IAVs cause seasonal outbreaks worldwide and occasionally severe pandemics that are a significant burden in morbidity, mortality, and economic loss. The continuous evolution of IAV through mutations and reassortments provide the overall mechanisms to explain why previous exposure to IAV does not confer permanent protection against IAV infection. The key molecules targeted by B cell immunity are the two major IAV surface glycoproteins, hemagglutinin (HA) and neuraminidase (NA). For most pandemics, zoonotic IAVs with viral glycoproteins previously uncirculated in humans gain the ability to replicate and efficiently transmit to humans. For seasonal IAV epidemics, progressive antigenic drift, especially around the sialic acid binding site of the HA protein, generates new viral variants with amino acid changes that alter antigenic epitopes and preclude optimal recognition by pre-existing immunity. This antigenic evolution leads to the complete replacement of older strains with new viruses circulating through the human population.

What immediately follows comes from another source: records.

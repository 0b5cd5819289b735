//! # Text Measurement
//!
//! The inline formatting context does not shape text itself. It calls a
//! [`TextMeasure`] implementation, injected into the layout engine, that
//! flows a run of text into lines of known geometry.
//!
//! [`ApproxTextMeasure`] is the default: greedy line breaking at UAX#14
//! break opportunities with approximate Helvetica-like advance widths. It is
//! good enough for pagination decisions and tests; a renderer with real font
//! metrics should inject its own measurer.

use crate::model::NodeKind;
use crate::style::{Color, FontStyle, Style, TextDecoration};
use unicode_linebreak::{linebreaks, BreakOpportunity};

const DEFAULT_FONT_SIZE: f64 = 12.0;
const DEFAULT_LINE_HEIGHT: f64 = 1.4;

/// Inline style state threaded down through nested inline elements.
#[derive(Debug, Clone, PartialEq)]
pub struct InlineStyle {
    pub bold: bool,
    pub italic: bool,
    pub underline: bool,
    pub color: Color,
    pub background: Option<Color>,
    pub font_size: f64,
    /// Multiplier of font size.
    pub line_height: f64,
}

impl Default for InlineStyle {
    fn default() -> Self {
        Self {
            bold: false,
            italic: false,
            underline: false,
            color: Color::BLACK,
            background: None,
            font_size: DEFAULT_FONT_SIZE,
            line_height: DEFAULT_LINE_HEIGHT,
        }
    }
}

impl InlineStyle {
    /// The state for a child element: the node's semantics first
    /// (`strong` is bold, `em` is italic), then its explicit style.
    pub fn cascade(&self, kind: &NodeKind, style: &Style) -> InlineStyle {
        let mut next = self.clone();
        match kind {
            NodeKind::Strong => next.bold = true,
            NodeKind::Emphasis => next.italic = true,
            NodeKind::Heading { .. } | NodeKind::TableCell { header: true } => next.bold = true,
            _ => {}
        }
        if let Some(weight) = style.font_weight {
            next.bold = weight >= 600;
        }
        if let Some(font_style) = style.font_style {
            next.italic = matches!(font_style, FontStyle::Italic | FontStyle::Oblique);
        }
        if let Some(decoration) = style.text_decoration {
            next.underline = decoration == TextDecoration::Underline;
        }
        if let Some(color) = style.color {
            next.color = color;
        }
        if let Some(background) = style.background_color {
            next.background = Some(background);
        }
        if let Some(size) = style.font_size {
            next.font_size = size;
        }
        if let Some(line_height) = style.line_height {
            next.line_height = line_height;
        }
        next
    }

    /// The state inline content starts from inside a block-level box.
    /// Backgrounds belong to the block and are not painted behind its text.
    pub fn inherit_from_block(&self, kind: &NodeKind, style: &Style) -> InlineStyle {
        InlineStyle {
            background: self.background,
            ..self.cascade(kind, style)
        }
    }

    /// Height of one line box in points.
    pub fn line_height_pt(&self) -> f64 {
        self.font_size * self.line_height
    }

    /// Distance from the top of a line box to the alphabetic baseline.
    pub fn baseline_pt(&self) -> f64 {
        let half_leading = (self.line_height_pt() - self.font_size) / 2.0;
        half_leading + self.font_size * 0.8
    }
}

/// A run of text sharing one inline style.
#[derive(Debug, Clone, PartialEq)]
pub struct TextRun {
    pub text: String,
    pub style: InlineStyle,
}

/// One flowed line of a text run.
#[derive(Debug, Clone, PartialEq)]
pub struct FlowedLine {
    pub text: String,
    pub width: f64,
    pub height: f64,
    /// Offset of the baseline from the top of the line.
    pub baseline: f64,
    /// Width of whitespace trimmed from the end of the line. Content that
    /// continues on the same line starts after it.
    pub trailing_space: f64,
}

/// The result of flowing a run of text.
#[derive(Debug, Clone, Default, PartialEq)]
pub struct FlowedText {
    pub lines: Vec<FlowedLine>,
}

/// The text measurement capability the inline context depends on.
///
/// `flow` breaks `text` into lines no wider than `max_inline`. The first
/// line starts `first_line_offset` points into a line that already holds
/// content, so it has `max_inline - first_line_offset` available. If the
/// first piece of text does not fit there, the first returned line is empty
/// and the text starts on the next line.
pub trait TextMeasure: Send + Sync {
    fn flow(
        &self,
        text: &str,
        style: &InlineStyle,
        max_inline: f64,
        first_line_offset: f64,
    ) -> FlowedText;
}

/// Greedy line breaker with approximate advance widths.
#[derive(Debug, Clone, Copy, Default)]
pub struct ApproxTextMeasure;

impl ApproxTextMeasure {
    pub fn new() -> Self {
        Self
    }

    /// Approximate advance width of a character, in points.
    pub fn char_width(&self, ch: char, style: &InlineStyle) -> f64 {
        let em = match ch {
            ' ' | '\u{00A0}' => 0.28,
            'i' | 'j' | 'l' | '.' | ',' | ':' | ';' | '\'' | '!' | '|' => 0.25,
            'f' | 't' | 'r' | '(' | ')' | '-' => 0.33,
            'm' | 'w' | 'M' | 'W' | '@' => 0.83,
            c if c.is_ascii_uppercase() => 0.67,
            c if c.is_ascii() => 0.52,
            // CJK and other wide scripts
            _ => 1.0,
        };
        let weight = if style.bold { 1.06 } else { 1.0 };
        em * weight * style.font_size
    }

    fn make_line(&self, chars: &[char], widths: &[f64], style: &InlineStyle) -> FlowedLine {
        let mut end = chars.len();
        while end > 0 && chars[end - 1].is_whitespace() {
            end -= 1;
        }
        FlowedLine {
            text: chars[..end].iter().collect(),
            width: widths[..end].iter().sum(),
            height: style.line_height_pt(),
            baseline: style.baseline_pt(),
            trailing_space: widths[end..].iter().sum(),
        }
    }
}

fn is_newline(ch: char) -> bool {
    matches!(ch, '\n' | '\r' | '\u{2028}' | '\u{2029}')
}

/// Compute UAX#14 break opportunities indexed by char position.
///
/// Each entry is the break opportunity *before* that character. Index 0 is
/// always `None`.
fn compute_break_opportunities(text: &str) -> Vec<Option<BreakOpportunity>> {
    let char_count = text.chars().count();
    let mut result = vec![None; char_count];

    let mut byte_to_char = vec![0usize; text.len() + 1];
    for (char_idx, (byte_idx, _)) in text.char_indices().enumerate() {
        byte_to_char[byte_idx] = char_idx;
    }
    byte_to_char[text.len()] = char_count;

    for (byte_offset, opp) in linebreaks(text) {
        let char_idx = byte_to_char[byte_offset];
        if char_idx < char_count {
            result[char_idx] = Some(opp);
        }
    }

    result
}

impl TextMeasure for ApproxTextMeasure {
    fn flow(
        &self,
        text: &str,
        style: &InlineStyle,
        max_inline: f64,
        first_line_offset: f64,
    ) -> FlowedText {
        if text.is_empty() {
            return FlowedText::default();
        }

        let chars: Vec<char> = text.chars().collect();
        let widths: Vec<f64> = chars
            .iter()
            .map(|&ch| if is_newline(ch) { 0.0 } else { self.char_width(ch, style) })
            .collect();
        let break_opps = compute_break_opportunities(text);

        let mut lines: Vec<FlowedLine> = Vec::new();
        let mut line_start = 0;
        let mut line_width = 0.0;
        let mut last_break_point: Option<usize> = None;

        for (i, &ch) in chars.iter().enumerate() {
            if i > 0 {
                match break_opps[i] {
                    Some(BreakOpportunity::Mandatory) => {
                        let end = if is_newline(chars[i - 1]) { i - 1 } else { i };
                        lines.push(self.make_line(
                            &chars[line_start..end],
                            &widths[line_start..end],
                            style,
                        ));
                        line_start = i;
                        line_width = 0.0;
                        last_break_point = None;
                    }
                    Some(BreakOpportunity::Allowed) => last_break_point = Some(i - 1),
                    None => {}
                }
            }

            if is_newline(ch) {
                continue;
            }

            let available = if lines.is_empty() {
                max_inline - first_line_offset
            } else {
                max_inline
            };
            let char_width = widths[i];

            // Whitespace may hang past the edge; it is trimmed from the line.
            if line_width + char_width > available && !ch.is_whitespace() {
                match last_break_point {
                    Some(bp) if bp >= line_start => {
                        lines.push(self.make_line(
                            &chars[line_start..=bp],
                            &widths[line_start..=bp],
                            style,
                        ));
                        line_start = bp + 1;
                        line_width = widths[line_start..i].iter().sum();
                    }
                    _ if line_start < i => {
                        // No break opportunity on this line: break mid-word
                        lines.push(self.make_line(
                            &chars[line_start..i],
                            &widths[line_start..i],
                            style,
                        ));
                        line_start = i;
                        line_width = 0.0;
                    }
                    _ if lines.is_empty() && first_line_offset > 0.0 => {
                        // Nothing fits after the content already on the line
                        lines.push(self.make_line(&[], &[], style));
                        line_width = 0.0;
                    }
                    _ => {}
                }
                last_break_point = None;
            }

            line_width += char_width;
        }

        lines.push(self.make_line(&chars[line_start..], &widths[line_start..], style));

        FlowedText { lines }
    }
}
//! # Layout Engine
//!
//! Turns a styled document tree into measured fragments. Nothing here knows
//! about pages; the engine measures, and [`crate::pagination`] decides where
//! the measured content lands.
//!
//! ## How a pass runs
//!
//! 1. Build the [`LayoutBox`] tree: classify every node, compute spacing,
//!    assign stable paths.
//! 2. Resolve each box to a [`FormattingContext`]. Optional contexts (table,
//!    inline-block, flex) that are switched off resolve to the block context
//!    instead, and the pass records why.
//! 3. Dispatch: one function maps the context to its algorithm. Contexts
//!    recurse back through the same dispatch for their children.
//!
//! Disabled contexts are a downgrade, not a failure. Callers read
//! [`LayoutResult::is_fallback`] and [`LayoutResult::is_disabled`] to find
//! out what happened.

pub mod block;
pub mod boxes;
pub mod constraints;
pub mod display;
pub mod flex;
pub mod fragment;
pub mod inline;
pub mod inline_block;
pub mod table;

use std::sync::Arc;

use serde::{Deserialize, Serialize};

use crate::error::FolioError;
use crate::model::{DocumentNode, NodeKind};
use crate::style::Display;
use crate::text::{ApproxTextMeasure, InlineStyle, TextMeasure};

pub use boxes::{BoxSpacing, LayoutBox};
pub use constraints::LayoutConstraints;
pub use display::{classify, DisplayClass};
pub use fragment::{keys, FragmentKind, FragmentSource, LayoutDiagnostics, LayoutFragment, Point};

const INLINE_BLOCK_DISABLED: &str = "inline-block formatting context is disabled; laid out as block";
const INLINE_BLOCK_FLATTENED: &str =
    "inline-block formatting context is disabled; content flowed as inline";
const TABLE_DISABLED: &str = "table formatting context is disabled; laid out as block";
const FLEX_DISABLED: &str = "flex formatting context is disabled; laid out as block";

/// How much the engine reports about its own work.
#[derive(Debug, Clone, Copy, Default, PartialEq, Eq, Serialize, Deserialize)]
pub enum DiagnosticsLevel {
    Off,
    /// One log line per layout pass.
    #[default]
    Summary,
    /// A log line per dispatched box.
    Verbose,
}

/// Feature switches for the optional formatting contexts.
#[derive(Debug, Clone, Serialize, Deserialize)]
#[serde(rename_all = "camelCase", default)]
pub struct LayoutOptions {
    pub inline_block: bool,
    pub tables: bool,
    pub table_border_collapse: bool,
    /// The flex context is a preview and off unless asked for.
    pub flex: bool,
    pub diagnostics: DiagnosticsLevel,
}

impl Default for LayoutOptions {
    fn default() -> Self {
        Self {
            inline_block: true,
            tables: true,
            table_border_collapse: false,
            flex: false,
            diagnostics: DiagnosticsLevel::default(),
        }
    }
}

/// The algorithm that lays out a box.
#[derive(Debug, Clone, Copy, PartialEq, Eq)]
pub enum FormattingContext {
    Block,
    Inline,
    InlineBlock,
    Table,
    Flex,
    None,
}

impl FormattingContext {
    pub fn name(&self) -> &'static str {
        match self {
            FormattingContext::Block => "block",
            FormattingContext::Inline => "inline",
            FormattingContext::InlineBlock => "inline-block",
            FormattingContext::Table => "table",
            FormattingContext::Flex => "flex",
            FormattingContext::None => "none",
        }
    }

    /// The context a box asks for, ignoring feature switches.
    pub fn requested(b: &LayoutBox) -> Self {
        match b.display {
            DisplayClass::None => FormattingContext::None,
            DisplayClass::Inline => FormattingContext::Inline,
            DisplayClass::InlineBlock => FormattingContext::InlineBlock,
            DisplayClass::Block => {
                if matches!(b.kind(), NodeKind::Table) {
                    FormattingContext::Table
                } else if b.style().display == Some(Display::Flex) {
                    FormattingContext::Flex
                } else {
                    FormattingContext::Block
                }
            }
        }
    }
}

/// Outcome of a layout pass.
#[derive(Debug, Clone)]
pub struct LayoutResult {
    /// A fragment was produced for the root.
    pub is_success: bool,
    /// Some box went through the block path because its context is off.
    pub is_fallback: bool,
    /// The root's own context is switched off.
    pub is_disabled: bool,
    pub fallback_reason: Option<String>,
    pub fragments: Vec<LayoutFragment>,
    /// Non-fatal downgrades, such as border-collapse requested while off.
    pub warnings: Vec<String>,
}

/// The main layout engine.
///
/// Holds only immutable configuration, so one engine can serve any number
/// of concurrent layout calls.
pub struct LayoutEngine {
    options: LayoutOptions,
    measure: Arc<dyn TextMeasure>,
}

impl Default for LayoutEngine {
    fn default() -> Self {
        Self::new(LayoutOptions::default())
    }
}

impl LayoutEngine {
    pub fn new(options: LayoutOptions) -> Self {
        Self::with_measure(options, Arc::new(ApproxTextMeasure::new()))
    }

    /// Use a caller-supplied text measurer.
    pub fn with_measure(options: LayoutOptions, measure: Arc<dyn TextMeasure>) -> Self {
        Self { options, measure }
    }

    pub fn options(&self) -> &LayoutOptions {
        &self.options
    }

    /// Lay out the tree rooted at `root`.
    pub fn layout(
        &self,
        root: &DocumentNode,
        constraints: LayoutConstraints,
    ) -> Result<LayoutResult, FolioError> {
        constraints.validate()?;

        let root_box = LayoutBox::build(root);
        let mut pass = LayoutPass::new(&self.options, self.measure.as_ref());

        let requested = FormattingContext::requested(&root_box);
        let fragment = pass.dispatch(&root_box, constraints);
        let is_disabled = requested != FormattingContext::None
            && pass.resolve(&root_box).0 != requested;

        let fallback_reason = if pass.fallbacks.is_empty() {
            None
        } else {
            Some(pass.fallbacks.join("; "))
        };

        if self.options.diagnostics != DiagnosticsLevel::Off {
            log::debug!(
                target: "folio::layout",
                "laid out {} as {}: {} fragment(s), {} fallback(s), {} warning(s)",
                root_box.path,
                requested.name(),
                usize::from(fragment.is_some()),
                pass.fallbacks.len(),
                pass.warnings.len()
            );
        }

        Ok(LayoutResult {
            is_success: fragment.is_some(),
            is_fallback: fallback_reason.is_some(),
            is_disabled,
            fallback_reason,
            fragments: fragment.into_iter().collect(),
            warnings: pass.warnings,
        })
    }
}

/// Mutable state of a single layout call. Never outlives `layout`.
pub(crate) struct LayoutPass<'e> {
    pub(crate) options: &'e LayoutOptions,
    pub(crate) measure: &'e dyn TextMeasure,
    fallbacks: Vec<String>,
    warnings: Vec<String>,
    /// Inline style inherited from enclosing block boxes.
    inline_stack: Vec<InlineStyle>,
}

impl<'e> LayoutPass<'e> {
    fn new(options: &'e LayoutOptions, measure: &'e dyn TextMeasure) -> Self {
        Self {
            options,
            measure,
            fallbacks: Vec::new(),
            warnings: Vec::new(),
            inline_stack: vec![InlineStyle::default()],
        }
    }

    /// The context that will actually run for `b`, and the fallback reason
    /// when that differs from the requested one.
    pub(crate) fn resolve(&self, b: &LayoutBox) -> (FormattingContext, Option<&'static str>) {
        match FormattingContext::requested(b) {
            FormattingContext::InlineBlock if !self.options.inline_block => {
                (FormattingContext::Block, Some(INLINE_BLOCK_DISABLED))
            }
            FormattingContext::Table if !self.options.tables => {
                (FormattingContext::Block, Some(TABLE_DISABLED))
            }
            FormattingContext::Flex if !self.options.flex => {
                (FormattingContext::Block, Some(FLEX_DISABLED))
            }
            other => (other, None),
        }
    }

    pub(crate) fn record_fallback(&mut self, path: &str, reason: &'static str) {
        log::warn!(target: "folio::layout", "{path}: {reason}");
        if !self.fallbacks.iter().any(|r| r == reason) {
            self.fallbacks.push(reason.to_string());
        }
    }

    /// An inline-block met inside inline flow while its context is off.
    pub(crate) fn record_flattened_inline_block(&mut self, path: &str) {
        self.record_fallback(path, INLINE_BLOCK_FLATTENED);
    }

    pub(crate) fn warn(&mut self, message: String) {
        log::warn!(target: "folio::layout", "{message}");
        self.warnings.push(message);
    }

    pub(crate) fn inline_style(&self) -> InlineStyle {
        self.inline_stack.last().cloned().unwrap_or_default()
    }

    /// Run `f` with the inline style of block-level box `b` in effect for
    /// any inline content laid out inside it.
    pub(crate) fn within_block<R>(
        &mut self,
        b: &LayoutBox,
        f: impl FnOnce(&mut Self) -> R,
    ) -> R {
        let inherited = self.inline_style().inherit_from_block(b.kind(), b.style());
        self.inline_stack.push(inherited);
        let out = f(self);
        self.inline_stack.pop();
        out
    }

    /// Lay out one box with the context it resolves to. Returns `None` for
    /// boxes that generate nothing.
    pub(crate) fn dispatch(
        &mut self,
        b: &LayoutBox,
        constraints: LayoutConstraints,
    ) -> Option<LayoutFragment> {
        let (context, fallback) = self.resolve(b);
        if let Some(reason) = fallback {
            self.record_fallback(&b.path, reason);
        }
        if self.options.diagnostics == DiagnosticsLevel::Verbose {
            log::debug!(target: "folio::layout", "{} -> {}", b.path, context.name());
        }

        let fragment = match context {
            FormattingContext::None => None,
            FormattingContext::Inline => {
                inline::layout(self, &[b], b.path.clone(), b.kind().name(), constraints)
            }
            FormattingContext::Block => {
                Some(self.within_block(b, |pass| block::layout(pass, b, constraints)))
            }
            FormattingContext::InlineBlock => {
                Some(self.within_block(b, |pass| inline_block::layout(pass, b, constraints)))
            }
            FormattingContext::Table => {
                Some(self.within_block(b, |pass| table::layout(pass, b, constraints)))
            }
            FormattingContext::Flex => {
                Some(self.within_block(b, |pass| flex::layout(pass, b, constraints)))
            }
        };

        fragment.map(|mut frag| {
            if let Some(reason) = fallback {
                frag.set_metadata(keys::FALLBACK, reason);
            }
            apply_paging_hints(&mut frag, b);
            frag
        })
    }
}

/// Copy the page-behavior style of a box onto its fragment.
fn apply_paging_hints(frag: &mut LayoutFragment, b: &LayoutBox) {
    let style = b.style();
    if style.keeps_together() {
        frag.set_metadata(keys::KEEP_TOGETHER, "true");
    }
    if style.keeps_with_next() {
        frag.set_metadata(keys::KEEP_WITH_NEXT, "true");
    }
    if style.breaks_before() {
        frag.set_metadata(keys::BREAK_BEFORE, "true");
    }
}

/// The source record for a fragment measured for `b`.
pub(crate) fn source_of(b: &LayoutBox) -> FragmentSource {
    FragmentSource {
        path: b.path.clone(),
        node_kind: b.kind().name(),
        display: b.display,
    }
}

Due to the antigenic evolution of influenza viruses, influenza vaccine compositions are examined every year and adjusted as needed. Predictions of the best guess matched strains have improved over recent years thanks to the extended usage of viral sequencing data. However, it has become evident that additional factors, such as antigenic changes in the HA generated during the production of H3N2 vaccines in eggs, complicate further the attempt of matching the vaccines with circulating strains and result in decreased hemagglutination titers against these viruses (24). These limitations, as well as the more pressing fear of the emergence of a potential pandemic, particularly from the introduction of highly lethal IAV strains into the human population, have made improving influenza vaccination a public health priority (27).
Creating a universal influenza vaccine has long been a goal of influenza researchers. In the late 70s, CD8+ T cell responses to influenza were discovered to have broadly crossreactive specificities to peptides derived from more conserved internal proteins, creating hope of a more universal T cell-based vaccine (7). Although crossreactive, the modest protective effect and lack of sterilizing immunity provided by T cells make these responses less than ideal. However, CD8+ T cells have been shown in animal models to definitively provide protection against IAV disease, and a beneficial role has been suggested in human studies (10,11). The greatest benefit for T cell immunity has been argued for the case of novel pandemic IAV infections where pre-existing B cell immunity is lacking.
On the contrary, a strain-matched B cell response can provide close to, if not, sterilizing protection. The limitation, as already stated, is the antigenic drift of the new strains that constantly arise in the global human population as immunity to the circulating strain increases in the population after infection or thanks to immunization with seasonal influenza vaccines. A few years ago, it was found that broadly crossreactive antibodies could be generated against IAVs, and inducing this type of immunity through vaccination is the focus of current enhanced efforts (9,15,26). New vaccination strategies targeting the conserved domain of the HA stem are currently the favored approaches [for review, see Krammer (16)].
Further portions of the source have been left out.